= A:bang =

A:bang or Mibu A:bang (/mrg/) are the priestly songs of the Tani tribes. They are sung by a class of priests called "Mibu" for ritual purposes. Mibu-type priestly figures are found among the Mising people, Adi people and other Tani Tribes. Variations of the term occur across different regions and dialects, including Miri, Mibo, Nibu, and Nyibu, particularly among Adi groups such as the Padam, Pasi, Pangi, and Galo communities.

The main singer of the A:bang is referred to as a "Miri", while the chief priest responsible for conducting ritual and institutionalised ceremonies associated with the A:bang is known as a "Mibu". In Mising tradition, Mibu primarily denotes a priest. The term is etymologically interpreted as being derived from mi ("Man" or "mankind") and bu ("father"), giving the meaning "father of mankind". This interpretation is linked to the role of Mibus in reciting narratives concerning the origins and history of Tani people through ritual chants.

==Etymology==
The origin of the term A:bang is not known. The element a:- may be interpreted as a prefix, though the meaning conveyed by the verbal roots bang and ba: remains unclear. In Mising language, expressions such as A:bang í: ("sing the A:bang") indicate that the verbal roots í: or íng are used to express the act of singing. This suggests that ba: in A:bang itself does not directly indicate the idea of "singing".

==Language==
The language of the A:bang song is archaic and
the song cannot be followed by ordinary people. It differs from the day-to-day spoken form of the Mising language and has sometimes been described as archaic or difficult to understand. However, it is not generally regarded as a separate classical language. Traditionally, the chants and their vocabulary have been transmitted orally from one Mibu to another, contributing to the continuity and preservation of the tradition.

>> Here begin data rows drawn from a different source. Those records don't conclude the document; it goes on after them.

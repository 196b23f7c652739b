use std::fs;
use std::path::{Path, PathBuf};

use sim_content::{ContentFactory, SpellLoader};
use sim_core::{ActionId, EffectKind, Loadout, ResourceKind, SimConfig};

fn shipped() -> ContentFactory {
    ContentFactory::new(Path::new(env!("CARGO_MANIFEST_DIR")).join("data"))
}

fn write(dir: &Path, relative: &str, content: &str) -> PathBuf {
    let path = dir.join(relative);
    fs::create_dir_all(path.parent().unwrap()).unwrap();
    fs::write(&path, content).unwrap();
    path
}

#[test]
fn shipped_scenarios_reference_known_spells() {
    let factory = shipped();
    let config = factory.load_config().unwrap();

    for name in ["rogue_tempest", "warlock_fire"] {
        let scenario = factory.load_scenario(name).unwrap();
        let loadout = factory.load_loadout(scenario.caster.loadout_name()).unwrap();
        let book = factory
            .load_spellbook(&scenario.caster.class, &loadout, &config)
            .unwrap();

        for step in &scenario.rotation {
            assert!(book.contains(step.action_id()), "{name}: {}", step.spell);
            if let Some(dot) = step.keep_dot_up {
                assert!(book.contains(ActionId(dot)), "{name}: dot {dot}");
            }
        }
    }
}

#[test]
fn shipped_config_sets_seed() {
    let config = shipped().load_config().unwrap();
    assert_eq!(config.seed, 20_241_016);
    assert_eq!(config.min_gcd_ms, SimConfig::DEFAULT_MIN_GCD_MS);
}

#[test]
fn life_tap_generates_mana() {
    let factory = shipped();
    let book = factory
        .load_spellbook("warlock", &Loadout::new(), &SimConfig::default())
        .unwrap();
    let life_tap = book.get(ActionId(1454)).unwrap();
    assert_eq!(
        life_tap.effect,
        EffectKind::ResourceGenerator {
            kind: ResourceKind::Mana,
            amount: 580.0,
        }
    );
    assert!(life_tap.cost.is_none());
}

#[test]
fn data_dir_overrides_embedded_spells() {
    let dir = tempfile::tempdir().unwrap();
    write(
        dir.path(),
        "spells/rogue.ron",
        r#"[(
            id: 9,
            name: "Poke",
            cost: Some((kind: Energy, flat: 10.0)),
            effect: DirectDamage(Fixed(5.0)),
        )]"#,
    );
    write(dir.path(), "loadouts/rogue.toml", "");

    let factory = ContentFactory::new(dir.path());
    let loadout = factory.load_loadout("rogue").unwrap();
    let book = factory
        .load_spellbook("rogue", &loadout, &SimConfig::default())
        .unwrap();

    assert_eq!(book.len(), 1);
    let poke = book.get(ActionId(9)).unwrap();
    assert_eq!(poke.cost.as_ref().unwrap().kind, ResourceKind::Energy);
    assert_eq!(poke.timing.gcd_ms, SimConfig::DEFAULT_GCD_MS);
}

#[test]
fn missing_files_name_the_path() {
    let dir = tempfile::tempdir().unwrap();
    let factory = ContentFactory::new(dir.path());

    let err = factory.load_scenario("nowhere").unwrap_err();
    assert!(err.to_string().contains("nowhere.toml"));
    assert!(factory.load_config().is_err());
}

#[test]
fn malformed_spell_file_is_reported() {
    let dir = tempfile::tempdir().unwrap();
    let path = write(dir.path(), "spells/broken.ron", "[(id: 1,]");
    let err = SpellLoader::load(&path).unwrap_err();
    assert!(err.to_string().contains("broken.ron"));
}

== Composition and role in the Mising Community ==

The A:bang may be compared with the Puranas of Sanskrit literature and the Sages of the Tentons. They exist in the memory of a special class of Miris and even among them only the most experienced and learned remember them correctly and understood and can explain their exact significance
— Sarat Chandra Roy's remark on A:bang

In Mising oral tradition, A:bangs preserve narratives relating to the creation of the universe and the origins of humankind. These chants describe cosmological concepts, including the structure of the universe, celestial realms, and the genealogy of divine and human ancestors. It is also used by the Mibus to tell the history of the Mising tribe, and the genealogy of their different clans. (Note: Mibu is the traditional priest of the Mising People.)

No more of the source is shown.